Novak Djokovic of Serbia cools himself with water during the men's singles semifinal match with Valentin Vacherot of Monaco, at the Shanghai Masters tennis tournament at Qizhong Forest Sports City Tennis Center, in Shanghai, China, Saturday, Oct. 11, 2025. (AP)
Novak Djokovic of Serbia cools himself with water during the men's singles semifinal match with Valentin Vacherot of Monaco, at the Shanghai Masters tennis tournament at Qizhong Forest Sports City Tennis Center, in Shanghai, China, Saturday, Oct. 11, 2025. (AP)

The ATP Tour said it will introduce a new heat policy that will come into effect from 2026 after a string of retirements due to soaring temperatures and punishing humidity at the Shanghai Masters earlier this season.

The governing body of men's tennis said the rule, based on the internationally recognized Wet Bulb Globe Temperature (WBGT) index used to measure human heat stress in direct sunlight, had "clear thresholds" for cooling measures and suspension of play.

"The new heat rule provides a structured, medically supported approach to managing extreme heat, with the objective of safeguarding player health," the ATP said on Monday.

It added the rule would also improve conditions for fans, officials, ball persons and tournament staff.

If the WBGT reaches 30.1 C (86.18 F) or higher in the first two sets of a best-of-three-set singles match, a 10-minute cooling break after the second set can be requested by either player and will apply to both competitors.

During breaks, players can hydrate, change clothing, shower and receive coaching under the supervision of ATP medical staff, the governing body added.
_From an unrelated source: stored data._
//! Expression constructors: immediates and arithmetic operators.
//!
//! Operators accept anything convertible into an [`IndexExpr`] (expressions,
//! accesses, Rust literals), so `&b * &c + 1.0` builds `Add(Mul(b, c), 1.0)`.
//! Building a node from an undefined operand is a caller bug and panics.

use std::ops;

use super::{Access, BinaryOp, Complex, ExprKind, ExprNode, ExprRef, Immediate, IndexExpr, UnaryOp};

impl IndexExpr {
    pub fn int(value: i64) -> Self {
        Self::immediate(Immediate::Int(value))
    }

    pub fn uint(value: u64) -> Self {
        Self::immediate(Immediate::UInt(value))
    }

    pub fn float(value: f64) -> Self {
        Self::immediate(Immediate::Float(value))
    }

    pub fn complex(re: f64, im: f64) -> Self {
        Self::immediate(Immediate::Complex(Complex::new(re, im)))
    }

    pub fn immediate(value: Immediate) -> Self {
        ExprNode::new(ExprKind::Immediate(value)).into()
    }

    /// Build a unary node.
    ///
    /// # Panics
    ///
    /// Panics if `a` is undefined.
    #[track_caller]
    pub fn unary(op: UnaryOp, a: impl Into<IndexExpr>) -> Self {
        ExprNode::unary(op, operand(a.into(), op.as_ref())).into()
    }

    /// Build a binary node.
    ///
    /// # Panics
    ///
    /// Panics if either operand is undefined.
    #[track_caller]
    pub fn binary(op: BinaryOp, a: impl Into<IndexExpr>, b: impl Into<IndexExpr>) -> Self {
        ExprNode::binary(op, operand(a.into(), op.as_ref()), operand(b.into(), op.as_ref())).into()
    }

    #[track_caller]
    pub fn sqrt(&self) -> Self {
        Self::unary(UnaryOp::Sqrt, self)
    }
}

#[track_caller]
fn operand(expr: IndexExpr, op: &str) -> ExprRef {
    match expr.into_node() {
        Some(node) => node,
        None => panic!("cannot build {op} from an undefined operand"),
    }
}

impl From<i64> for IndexExpr {
    fn from(value: i64) -> Self {
        Self::int(value)
    }
}

impl From<i32> for IndexExpr {
    fn from(value: i32) -> Self {
        Self::int(value.into())
    }
}

impl From<u64> for IndexExpr {
    fn from(value: u64) -> Self {
        Self::uint(value)
    }
}

impl From<f64> for IndexExpr {
    fn from(value: f64) -> Self {
        Self::float(value)
    }
}

impl From<Complex> for IndexExpr {
    fn from(value: Complex) -> Self {
        Self::immediate(Immediate::Complex(value))
    }
}

/// Implement the arithmetic operator traits for an expression-like type.
macro_rules! expr_ops {
    ($($ty:ty),+ $(,)?) => {
        $(
            impl<R: Into<IndexExpr>> ops::Add<R> for $ty {
                type Output = IndexExpr;

                #[track_caller]
                fn add(self, rhs: R) -> IndexExpr {
                    IndexExpr::binary(BinaryOp::Add, self, rhs)
                }
            }

            impl<R: Into<IndexExpr>> ops::Sub<R> for $ty {
                type Output = IndexExpr;

                #[track_caller]
                fn sub(self, rhs: R) -> IndexExpr {
                    IndexExpr::binary(BinaryOp::Sub, self, rhs)
                }
            }

            impl<R: Into<IndexExpr>> ops::Mul<R> for $ty {
                type Output = IndexExpr;

                #[track_caller]
                fn mul(self, rhs: R) -> IndexExpr {
                    IndexExpr::binary(BinaryOp::Mul, self, rhs)
                }
            }

            impl<R: Into<IndexExpr>> ops::Div<R> for $ty {
                type Output = IndexExpr;

                #[track_caller]
                fn div(self, rhs: R) -> IndexExpr {
                    IndexExpr::binary(BinaryOp::Div, self, rhs)
                }
            }

            impl ops::Neg for $ty {
                type Output = IndexExpr;

                #[track_caller]
                fn neg(self) -> IndexExpr {
                    IndexExpr::unary(UnaryOp::Neg, self)
                }
            }
        )+
    };
}

expr_ops!(IndexExpr, &IndexExpr, Access, &Access);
Play will be suspended when the WBGT goes past 32.2 C.

World number two Jannik Sinner's Shanghai title defense ended in agony in October when the Italian struggled to walk due to cramp in his right thigh before he retired in the deciding set of his third-round clash with Tallon Griekspoor.

At the same event, Novak Djokovic vomited during his encounter with Yannick Hanfmann while Holger Rune was heard asking an official during a medical timeout in his meeting with Ugo Humbert if players had to "die on court" amid the heat and humidity.

The need for a formal ATP heat rule had sprung up in August in Cincinnati when Arthur Rinderknech collapsed on court during a match in sweltering conditions, before handing Felix Auger-Aliassime the victory.

Previously, ATP regulations stated that decisions on the suspension of play due to adverse weather conditions - including extreme heat - lie with an onsite ATP supervisor who coordinates with medical teams at the venue as well as local authorities.

The new rule aligns the ATP with the WTA. The four Grand Slams have also formally implemented the rules that allow for extended breaks and match suspensions.

Several professional sports including football, Formula One and cycling have formal policies to deal with extreme weather.